You can use the SQL*Plus RECOVER command to perform parallel recovery.
Refer to the SQL*Plus User's Guide and Reference for details.
You can use the SQL command ALTER DATABASE RECOVER to perform
parallel recovery but this is not recommended.
Situations That Benefit from Parallel Recovery
In general, parallel recovery is most effective at reducing recovery time when several
datafiles on several different disks are being recovered concurrently. Crash recovery
(recovery after instance failure) and media recovery of many datafiles on many different
disk drives are good candidates for parallel recovery.
The performance improvement from parallel recovery is also dependent upon whether the
operating system supports asynchronous I/O. If asynchronous I/O is not supported,
parallel recovery can dramatically reduce recovery time. If asynchronous I/O is
supported, the recovery time may only be slightly reduced by using parallel recovery.
Additional Information:
See your operating system documentation to determine whether the
system supports asynchronous I/O.
Recovery Processes
In a typical parallel recovery situation, one process is responsible for reading and
dispatching redo entries from the redo log files. This is the dedicated server process that
begins the recovery session. The server process reading the redo log files enlists two or
more recovery processes to apply the changes from the redo entries to the datafiles.
Figure 32-2 illustrates a typical parallel recovery session.

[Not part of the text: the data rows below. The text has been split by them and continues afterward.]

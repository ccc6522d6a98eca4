//! fox32 runner binary
mod command;
mod pretty_print;

use std::fs::OpenOptions;

use clap::Parser;
use command::{Cli, Commands, RunArgs, StepArgs};
use eyre::{Context, Result};
use fox32_core::{Disk, FileDisk, MemoryDisk, Rom, Vm, VmConfig};
use pretty_print::{print_startup_banner, print_state};
use tracing::{info, warn};
use tracing_subscriber::{fmt, EnvFilter};

fn init_logger() {
    let filter = EnvFilter::try_from_default_env().unwrap_or_else(|_| EnvFilter::new("info,fox32_core=debug"));
    fmt::fmt().with_env_filter(filter).with_target(false).init();
}

fn load_vm(args: &RunArgs) -> Result<Vm> {
    let rom_bytes = std::fs::read(&args.rom).wrap_err_with(|| format!("reading ROM image {}", args.rom))?;
    let disk: Box<dyn Disk> = match &args.disk {
        Some(path) => {
            let file = OpenOptions::new()
                .read(true)
                .write(true)
                .open(path)
                .wrap_err_with(|| format!("opening disk image {path}"))?;
            Box::new(FileDisk::new(file))
        }
        None => Box::new(MemoryDisk::new(2048)),
    };
    let config = VmConfig::new(Rom::new(rom_bytes), disk);
    Ok(Vm::new(config))
}

fn run(args: RunArgs) -> Result<()> {
    print_startup_banner(&args.rom);
    let mut vm = load_vm(&args)?;
    let mut executed: u64 = 0;
    loop {
        if args.max_steps != 0 && executed >= args.max_steps {
            warn!(executed, "instruction budget exhausted");
            break;
        }
        match vm.resume(1) {
            Ok(n) => executed += n as u64,
            Err(fault) => {
                info!(?fault, ip = vm.pointer_instr(), "halted on fault");
                break;
            }
        }
        if vm.soft_halted {
            info!(executed, "halted");
            break;
        }
    }
    print_state(&vm);
    Ok(())
}

fn step(args: StepArgs) -> Result<()> {
    print_startup_banner(&args.run.rom);
    let mut vm = load_vm(&args.run)?;
    match vm.resume(args.count) {
        Ok(n) => info!(executed = n, "ran to completion or budget"),
        Err(fault) => info!(?fault, ip = vm.pointer_instr(), "halted on fault"),
    }
    print_state(&vm);
    Ok(())
}

fn inspect(args: RunArgs) -> Result<()> {
    let vm = load_vm(&args)?;
    print_state(&vm);
    Ok(())
}

fn main() -> Result<()> {
    init_logger();
    let cli = Cli::parse();

    match cli.command {
        Some(Commands::Run(args)) => run(args)?,
        Some(Commands::Step(args)) => step(args)?,
        Some(Commands::Inspect(args)) => inspect(args)?,
        None => {
            println!("Usage: fox32 <COMMAND>");
            println!("\nFor more information try 'fox32 --help'");
        }
    }

    Ok(())
}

Figure 32-2 Typical Parallel Recovery Session
In most situations, one recovery session and one or two recovery processes per disk drive
containing datafiles needing recovery is sufficient. Recovery is a disk-intensive activity
as opposed to a CPU-intensive activity, and therefore the number of recovery processes
needed is dependent entirely upon how many disk drives are involved in recovery. In
general, a minimum of eight recovery processes is needed before parallel recovery can
show improvement over a serial recovery.
Fast-Start Recovery
Fast-Start Recovery is an architecture that reduces the time required for rolling forward
and makes the recovery bounded and predictable. It also eliminates rollback time from
recovery for transactions aborted due to system faults. Fast-Start Recovery includes:



Fast-Start Checkpointing
Fast-Start On-Demand Rollback
Fast-Start Parallel Rollback
Fast-Start Checkpointing
Fast-Start Checkpointing records the position in the redo thread (log) from which crash or
instance recovery would need to begin. This position is determined by the oldest dirty
buffer in the buffer cache. Each DBWn process continually writes buffers to disk to
advance the checkpoint position, with minimal or no overhead during normal processing.
Fast-Start Checkpointing improves the performance of crash and instance recovery, but
not media recovery.
You can influence recovery performance for situations where there are stringent
limitations on the duration of crash or instance recovery. The time required for crash or
instance recovery is roughly proportional to the number of data blocks that need to be
read or written during the roll forward phase. You can specify a limit, or bound, on the
number of data blocks that will need to be processed during roll forward. The Oracle
server automatically adjusts the checkpoint write rate to meet the specified roll-forward
bound while issuing the minimum number of writes.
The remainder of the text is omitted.